Work item
Here are some records; return them all exactly.

Dataset extract
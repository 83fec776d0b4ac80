//! Tribute Composition Gateway
//!
//! Relays a structured prompt to an external text-generation service and
//! hands back the first generated text block. This is an API-client shim:
//! nothing is stored, and upstream failures collapse to a single
//! "AI service unavailable" answer for the caller.

use reqwest::Client;
use serde::Deserialize;
use serde_json::json;
use std::env;
use thiserror::Error;

const DEFAULT_API_URL: &str = "https://api.anthropic.com/v1/messages";
const DEFAULT_MODEL: &str = "claude-3-5-haiku-latest";

pub type TributeResult<T> = Result<T, TributeError>;

#[derive(Error, Debug)]
pub enum TributeError {
    #[error("AI request failed: {0}")]
    Request(#[from] reqwest::Error),
    #[error("AI response contained no text block")]
    EmptyResponse,
}

/// Structured prompt submitted by the front-end.
#[derive(Debug, Deserialize)]
pub struct TributeRequest {
    pub relationship: Option<String>,
    #[serde(default)]
    pub memories: Vec<String>,
    #[serde(rename = "specificMemory")]
    pub specific_memory: Option<String>,
    pub name: Option<String>,
}

pub struct TributeComposer {
    http_client: Client,
    api_url: String,
    api_key: Option<String>,
    model: String,
}

impl TributeComposer {
    pub fn new(api_url: String, api_key: Option<String>, model: String) -> Self {
        Self {
            http_client: Client::builder()
                .timeout(std::time::Duration::from_secs(30))
                .build()
                .unwrap_or_else(|_| Client::new()),
            api_url,
            api_key,
            model,
        }
    }

    /// Build a composer from `AI_API_URL`, `AI_API_KEY` and `AI_MODEL`.
    pub fn from_env() -> Self {
        if env::var("AI_API_KEY").is_err() {
            log::warn!("AI_API_KEY not set, tribute composition will be unavailable");
        }
        Self::new(
            env::var("AI_API_URL").unwrap_or_else(|_| DEFAULT_API_URL.to_string()),
            env::var("AI_API_KEY").ok(),
            env::var("AI_MODEL").unwrap_or_else(|_| DEFAULT_MODEL.to_string()),
        )
    }

    /// Render the natural-language prompt sent upstream.
    pub fn build_prompt(request: &TributeRequest) -> String {
        let relationship = request.relationship.as_deref().unwrap_or("").trim();
        let name = request.name.as_deref().unwrap_or("").trim();

        let memories: Vec<&str> = request
            .memories
            .iter()
            .map(|m| m.trim())
            .filter(|m| !m.is_empty())
            .collect();

        let mut prompt = format!(
            "Write a short, heartfelt memorial tribute to Eleanor from her {}.",
            relationship
        );
        if !name.is_empty() {
            prompt.push_str(&format!(" The tribute is from {}.", name));
        }
        prompt.push_str(&format!(
            " Weave in these memories of her: {}.",
            memories.join("; ")
        ));
        if let Some(specific) = request.specific_memory.as_deref() {
            let specific = specific.trim();
            if !specific.is_empty() {
                prompt.push_str(&format!(
                    " Give special weight to this moment: {}.",
                    specific
                ));
            }
        }
        prompt.push_str(
            " Keep it to one warm paragraph, written in the first person, \
             without headings or sign-offs.",
        );
        prompt
    }

    /// Forward the templated prompt upstream and return the first text
    /// block of the generated reply.
    pub async fn compose(&self, request: &TributeRequest) -> TributeResult<String> {
        let prompt = Self::build_prompt(request);

        let mut upstream = self
            .http_client
            .post(&self.api_url)
            .header("anthropic-version", "2023-06-01")
            .json(&json!({
                "model": self.model,
                "max_tokens": 400,
                "messages": [{"role": "user", "content": prompt}]
            }));
        if let Some(key) = &self.api_key {
            upstream = upstream.header("x-api-key", key.as_str());
        }

        let body: serde_json::Value = upstream
            .send()
            .await?
            .error_for_status()?
            .json()
            .await?;

        body["content"][0]["text"]
            .as_str()
            .map(str::to_string)
            .ok_or(TributeError::EmptyResponse)
    }
}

Expected output
repository 83fec776d0b4ac80
//! Tribute Composition Gateway
//!
//! Relays a structured prompt to an external text-generation service and
//! hands back the first generated text block. This is an API-client shim:
//! nothing is stored, and upstream failures collapse to a single
//! "AI service unavailable" answer for the caller.

use reqwest::Client;
use serde::Deserialize;
use serde_json::json;
use std::env;
use thiserror::Error;

const DEFAULT_API_URL: &str = "https://api.anthropic.com/v1/messages";
const DEFAULT_MODEL: &str = "claude-3-5-haiku-latest";

pub type TributeResult<T> = Result<T, TributeError>;

#[derive(Error, Debug)]
pub enum TributeError {
    #[error("AI request failed: {0}")]
    Request(#[from] reqwest::Error),
    #[error("AI response contained no text block")]
    EmptyResponse,
}

/// Structured prompt submitted by the front-end.
#[derive(Debug, Deserialize)]
pub struct TributeRequest {
    pub relationship: Option<String>,
    #[serde(default)]
    pub memories: Vec<String>,
    #[serde(rename = "specificMemory")]
    pub specific_memory: Option<String>,
    pub name: Option<String>,
}

pub struct TributeComposer {
    http_client: Client,
    api_url: String,
    api_key: Option<String>,
    model: String,
}

impl TributeComposer {
    pub fn new(api_url: String, api_key: Option<String>, model: String) -> Self {
        Self {
            http_client: Client::builder()
                .timeout(std::time::Duration::from_secs(30))
                .build()
                .unwrap_or_else(|_| Client::new()),
            api_url,
            api_key,
            model,
        }
    }

    /// Build a composer from `AI_API_URL`, `AI_API_KEY` and `AI_MODEL`.
    pub fn from_env() -> Self {
        if env::var("AI_API_KEY").is_err() {
            log::warn!("AI_API_KEY not set, tribute composition will be unavailable");
        }
        Self::new(
            env::var("AI_API_URL").unwrap_or_else(|_| DEFAULT_API_URL.to_string()),
            env::var("AI_API_KEY").ok(),
            env::var("AI_MODEL").unwrap_or_else(|_| DEFAULT_MODEL.to_string()),
        )
    }

    /// Render the natural-language prompt sent upstream.
    pub fn build_prompt(request: &TributeRequest) -> String {
        let relationship = request.relationship.as_deref().unwrap_or("").trim();
        let name = request.name.as_deref().unwrap_or("").trim();

        let memories: Vec<&str> = request
            .memories
            .iter()
            .map(|m| m.trim())
            .filter(|m| !m.is_empty())
            .collect();

        let mut prompt = format!(
            "Write a short, heartfelt memorial tribute to Eleanor from her {}.",
            relationship
        );
        if !name.is_empty() {
            prompt.push_str(&format!(" The tribute is from {}.", name));
        }
        prompt.push_str(&format!(
            " Weave in these memories of her: {}.",
            memories.join("; ")
        ));
        if let Some(specific) = request.specific_memory.as_deref() {
            let specific = specific.trim();
            if !specific.is_empty() {
                prompt.push_str(&format!(
                    " Give special weight to this moment: {}.",
                    specific
                ));
            }
        }
        prompt.push_str(
            " Keep it to one warm paragraph, written in the first person, \
             without headings or sign-offs.",
        );
        prompt
    }

    /// Forward the templated prompt upstream and return the first text
    /// block of the generated reply.
    pub async fn compose(&self, request: &TributeRequest) -> TributeResult<String> {
        let prompt = Self::build_prompt(request);

        let mut upstream = self
            .http_client
            .post(&self.api_url)
            .header("anthropic-version", "2023-06-01")
            .json(&json!({
                "model": self.model,
                "max_tokens": 400,
                "messages": [{"role": "user", "content": prompt}]
            }));
        if let Some(key) = &self.api_key {
            upstream = upstream.header("x-api-key", key.as_str());
        }

        let body: serde_json::Value = upstream
            .send()
            .await?
            .error_for_status()?
            .json()
            .await?;

        body["content"][0]["text"]
            .as_str()
            .map(str::to_string)
            .ok_or(TributeError::EmptyResponse)
    }
}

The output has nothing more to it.